Supplied information -
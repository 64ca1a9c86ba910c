use mosquito_core::{DeviceError, OutputDevice, WaveType};
use wasm_bindgen_futures::JsFuture;
use web_sys as web;

/// WebAudio output: one `AudioContext` per session, one oscillator -> gain ->
/// destination chain per tone.
#[derive(Default)]
pub struct WebAudioDevice {
    ctx: Option<web::AudioContext>,
}

pub struct WebTone {
    osc: web::OscillatorNode,
    gain: web::GainNode,
}

fn js_err(label: &str, e: wasm_bindgen::JsValue) -> DeviceError {
    log::error!("{} error: {:?}", label, e);
    DeviceError::Source(format!("{}: {:?}", label, e))
}

fn create_gain(
    audio_ctx: &web::AudioContext,
    value: f32,
    label: &str,
) -> Result<web::GainNode, DeviceError> {
    let g = web::GainNode::new(audio_ctx).map_err(|e| js_err(label, e))?;
    g.gain().set_value(value);
    Ok(g)
}

fn oscillator_type(wave: WaveType) -> web::OscillatorType {
    match wave {
        WaveType::Sine => web::OscillatorType::Sine,
        WaveType::Square => web::OscillatorType::Square,
        WaveType::Triangle => web::OscillatorType::Triangle,
        WaveType::Sawtooth => web::OscillatorType::Sawtooth,
    }
}

// Browsers create contexts suspended until a user gesture; ask to resume and
// log if the page is still blocked.
fn resume_in_background(audio_ctx: &web::AudioContext) {
    if audio_ctx.state() != web::AudioContextState::Suspended {
        return;
    }
    match audio_ctx.resume() {
        Ok(promise) => watch_resume(promise),
        Err(e) => log::warn!("[audio] resume failed: {:?}", e),
    }
}

fn watch_resume(promise: js_sys::Promise) {
    wasm_bindgen_futures::spawn_local(async move {
        if let Err(e) = JsFuture::from(promise).await {
            log::warn!("[audio] resume rejected: {:?}", e);
        }
    });
}

impl WebAudioDevice {
    pub fn new() -> Self {
        Self::default()
    }

    fn context(&self) -> Result<&web::AudioContext, DeviceError> {
        self.ctx
            .as_ref()
            .ok_or_else(|| DeviceError::Unavailable("audio context not open".into()))
    }
}

impl OutputDevice for WebAudioDevice {
    type Tone = WebTone;

    fn open(&mut self) -> Result<(), DeviceError> {
        let audio_ctx = web::AudioContext::new()
            .map_err(|e| DeviceError::Unavailable(format!("{:?}", e)))?;
        resume_in_background(&audio_ctx);
        self.ctx = Some(audio_ctx);
        Ok(())
    }

    fn create_tone_source(&mut self, wave: WaveType) -> Result<WebTone, DeviceError> {
        let audio_ctx = self.context()?;
        let osc = web::OscillatorNode::new(audio_ctx).map_err(|e| js_err("OscillatorNode", e))?;
        osc.set_type(oscillator_type(wave));
        let gain = create_gain(audio_ctx, 0.0, "Tone gain")?;
        osc.connect_with_audio_node(&gain)
            .map_err(|e| js_err("connect oscillator", e))?;
        gain.connect_with_audio_node(&audio_ctx.destination())
            .map_err(|e| js_err("connect gain", e))?;
        osc.start().map_err(|e| js_err("start oscillator", e))?;
        Ok(WebTone { osc, gain })
    }

    fn retune(&mut self, tone: &WebTone, frequency_hz: u32) {
        if let Some(audio_ctx) = &self.ctx {
            _ = tone
                .osc
                .frequency()
                .set_value_at_time(frequency_hz as f32, audio_ctx.current_time());
        }
    }

    fn set_gain(&mut self, tone: &WebTone, level: f32) {
        if let Some(audio_ctx) = &self.ctx {
            _ = tone
                .gain
                .gain()
                .set_value_at_time(level, audio_ctx.current_time());
        }
    }

    fn stop_and_release(&mut self, tone: WebTone) {
        _ = tone.osc.stop();
        _ = tone.osc.disconnect();
        _ = tone.gain.disconnect();
    }

    fn close_device(&mut self) {
        if let Some(audio_ctx) = self.ctx.take() {
            _ = audio_ctx.close();
        }
    }
}
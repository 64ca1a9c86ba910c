use crate::constants::{CLOSE_RADIUS_PX, DETECTION_RADIUS_PX};
use crate::settings::AudioSettings;
use glam::Vec2;

/// Map a pointer distance (pixels) to a tone frequency (Hz).
///
/// Linear and inverted: distance 0 gives `max_frequency`, anything at or beyond
/// the detection radius gives `min_frequency`.
#[inline]
pub fn map_distance_to_frequency(distance: f32, settings: &AudioSettings) -> u32 {
    let clamped = distance.clamp(0.0, DETECTION_RADIUS_PX);
    let normalized = clamped / DETECTION_RADIUS_PX;
    let max = settings.max_frequency as f32;
    let min = settings.min_frequency as f32;
    let freq = max - normalized * (max - min);
    freq.round().max(0.0) as u32
}

#[inline]
pub fn pointer_distance(pointer: Vec2, target: Vec2) -> f32 {
    pointer.distance(target)
}

#[inline]
pub fn in_detection_zone(distance: f32) -> bool {
    distance <= DETECTION_RADIUS_PX
}

#[inline]
pub fn is_close(distance: f32) -> bool {
    distance <= CLOSE_RADIUS_PX
}
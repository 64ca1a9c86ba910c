#![cfg(target_arch = "wasm32")]
use mosquito_core::SettingsStore;
use wasm_bindgen::prelude::*;
use web_sys as web;

mod audio;
mod constants;
mod dom;
mod events;
mod labels;
mod lifecycle;
mod overlay;
mod storage;

use constants::{HUMAN_ID, LOGIN_FORM_ID, SETTINGS_FORM_ID};
use storage::LocalStorageBackend;

#[derive(Debug, Clone, Copy, PartialEq, Eq)]
enum Page {
    Simulation,
    Settings,
    Login,
    Static,
}

// Pages are plain HTML; which one we are on is decided by the markers present.
fn detect_page(document: &web::Document) -> Page {
    if document.get_element_by_id(HUMAN_ID).is_some() {
        Page::Simulation
    } else if document.get_element_by_id(SETTINGS_FORM_ID).is_some() {
        Page::Settings
    } else if document.get_element_by_id(LOGIN_FORM_ID).is_some() {
        Page::Login
    } else {
        Page::Static
    }
}

#[wasm_bindgen(start)]
pub fn start() -> Result<(), JsValue> {
    console_error_panic_hook::set_once();
    console_log::init_with_level(log::Level::Info).ok();
    log::info!("mosquito-web starting");

    if let Err(e) = init() {
        log::error!("init error: {:?}", e);
    }
    Ok(())
}

fn init() -> anyhow::Result<()> {
    let document = dom::window_document().ok_or_else(|| anyhow::anyhow!("no document"))?;

    let page = detect_page(&document);
    log::info!("[page] {:?}", page);
    match page {
        Page::Simulation => {
            // Read once per session; edits on the settings page apply on next load.
            events::wire_page_lifecycle(document, || {
                SettingsStore::new(LocalStorageBackend::new()).load_or_default()
            });
        }
        Page::Settings => events::wire_settings_page(&document),
        Page::Login => events::wire_login_page(&document),
        Page::Static => {}
    }
    Ok(())
}
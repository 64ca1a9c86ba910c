// Text shown in the status badges and form messages. Kept free of web-sys so
// it can be exercised on the host.

#[inline]
pub fn distance_label(distance_px: u32) -> String {
    format!("Distance: {}px", distance_px)
}

#[inline]
pub fn frequency_label(frequency_hz: u32) -> String {
    format!("Frequency: {} Hz", frequency_hz)
}

#[inline]
pub fn buzz_label(is_playing: bool) -> &'static str {
    if is_playing {
        "Buzzing Active"
    } else {
        "No Buzz"
    }
}

pub fn range_preview(min_hz: i64, max_hz: i64, wave: &str) -> String {
    format!("Current range: {}Hz - {}Hz • Waveform: {}", min_hz, max_hz, wave)
}

/// Parse the leading integer of a numeric form field (`"1500.7"` reads as
/// 1500). Blank, non-numeric and zero input fall back to `default`; negative
/// values are kept so validation can reject them.
pub fn parse_hz_field(raw: &str, default: u32) -> i64 {
    let s = raw.trim_start();
    let (sign, digits) = match s.as_bytes().first() {
        Some(b'-') => (-1, &s[1..]),
        Some(b'+') => (1, &s[1..]),
        _ => (1, s),
    };
    let value = digits
        .bytes()
        .take_while(u8::is_ascii_digit)
        .fold(0i64, |acc, d| {
            acc.saturating_mul(10).saturating_add(i64::from(d - b'0'))
        });
    if value == 0 {
        i64::from(default)
    } else {
        sign * value
    }
}

/// `(left, top, scale)` style values for the pointer marker.
pub fn mosquito_marker_style(
    x: f32,
    y: f32,
    in_zone: bool,
    half_size: f32,
    zone_scale: f32,
) -> (f32, f32, f32) {
    let scale = if in_zone { zone_scale } else { 1.0 };
    (x - half_size, y - half_size, scale)
}
// Settings validation and persistence through the in-memory backend.

use mosquito_core::*;

fn s(min: u32, max: u32, wave: WaveType) -> AudioSettings {
    AudioSettings {
        min_frequency: min,
        max_frequency: max,
        wave_type: wave,
    }
}

#[test]
fn defaults_match_reference_record() {
    assert_eq!(AudioSettings::default(), s(200, 1000, WaveType::Sine));
    assert!(AudioSettings::default().validate().is_ok());
}

#[test]
fn validation_rules() {
    assert!(s(50, 2000, WaveType::Sine).validate().is_ok());
    assert!(s(1999, 2000, WaveType::Square).validate().is_ok());
    assert!(matches!(
        s(1000, 1000, WaveType::Sine).validate(),
        Err(SettingsError::InvertedRange { .. })
    ));
    assert!(matches!(
        s(49, 1000, WaveType::Sine).validate(),
        Err(SettingsError::OutOfRange { .. })
    ));
    assert!(matches!(
        s(200, 2001, WaveType::Sine).validate(),
        Err(SettingsError::OutOfRange { .. })
    ));
}

#[test]
fn error_messages_are_user_facing() {
    let e = s(500, 400, WaveType::Sine).validate().unwrap_err();
    assert_eq!(e.title(), "Invalid Settings");
    assert_eq!(
        e.to_string(),
        "Minimum frequency must be less than maximum frequency"
    );
    let e = s(10, 400, WaveType::Sine).validate().unwrap_err();
    assert_eq!(e.title(), "Invalid Range");
    assert_eq!(e.to_string(), "Frequencies must be between 50Hz and 2000Hz");
}

#[test]
fn missing_record_loads_defaults() {
    let store = SettingsStore::new(MemoryBackend::new());
    assert_eq!(store.load(), None);
    assert_eq!(store.load_or_default(), AudioSettings::default());
}

#[test]
fn stored_record_uses_camel_case_json() {
    let mut store = SettingsStore::new(MemoryBackend::new());
    store.save(&s(300, 1500, WaveType::Sawtooth)).unwrap();

    let raw = store.backend().read(SETTINGS_KEY).unwrap();
    let value: serde_json::Value = serde_json::from_str(&raw).unwrap();
    assert_eq!(value["minFrequency"], 300);
    assert_eq!(value["maxFrequency"], 1500);
    assert_eq!(value["waveType"], "sawtooth");
    assert_eq!(store.load(), Some(s(300, 1500, WaveType::Sawtooth)));
}

#[test]
fn record_written_by_browser_is_readable() {
    let raw = r#"{"minFrequency":120,"maxFrequency":880,"waveType":"triangle"}"#;
    let store = SettingsStore::new(MemoryBackend::with_entry(SETTINGS_KEY, raw));
    assert_eq!(store.load(), Some(s(120, 880, WaveType::Triangle)));
}

#[test]
fn malformed_record_falls_back_to_defaults() {
    for raw in [
        "not json",
        r#"{"minFrequency":200}"#,
        r#"{"minFrequency":200,"maxFrequency":1000,"waveType":"noise"}"#,
        r#"{"minFrequency":-5,"maxFrequency":1000,"waveType":"sine"}"#,
    ] {
        let store = SettingsStore::new(MemoryBackend::with_entry(SETTINGS_KEY, raw));
        assert_eq!(store.load_or_default(), AudioSettings::default(), "{raw}");
    }
}

#[test]
fn out_of_range_record_falls_back_to_defaults() {
    let raw = r#"{"minFrequency":900,"maxFrequency":100,"waveType":"sine"}"#;
    let store = SettingsStore::new(MemoryBackend::with_entry(SETTINGS_KEY, raw));
    assert_eq!(store.load(), None);
}

#[test]
fn invalid_settings_are_not_saved() {
    let mut store = SettingsStore::new(MemoryBackend::new());
    let err = store.save(&s(10, 100, WaveType::Sine)).unwrap_err();
    assert!(matches!(
        err,
        StoreError::Invalid(SettingsError::OutOfRange { .. })
    ));
    assert_eq!(store.backend().read(SETTINGS_KEY), None);
}

#[test]
fn reset_returns_defaults_without_writing() {
    let mut store = SettingsStore::new(MemoryBackend::new());
    store.save(&s(300, 1500, WaveType::Square)).unwrap();

    assert_eq!(store.reset(), AudioSettings::default());
    assert_eq!(store.load(), Some(s(300, 1500, WaveType::Square)));
}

Task directions - Although the records may continue, retype only the lines from the first one through the one containing "#[derive(Default)]", exactly as they appear.

Answer to the exercise -
repository 64ca1a9c86ba910c
use mosquito_core::{DeviceError, OutputDevice, WaveType};
use wasm_bindgen_futures::JsFuture;
use web_sys as web;

/// WebAudio output: one `AudioContext` per session, one oscillator -> gain ->
/// destination chain per tone.
#[derive(Default)]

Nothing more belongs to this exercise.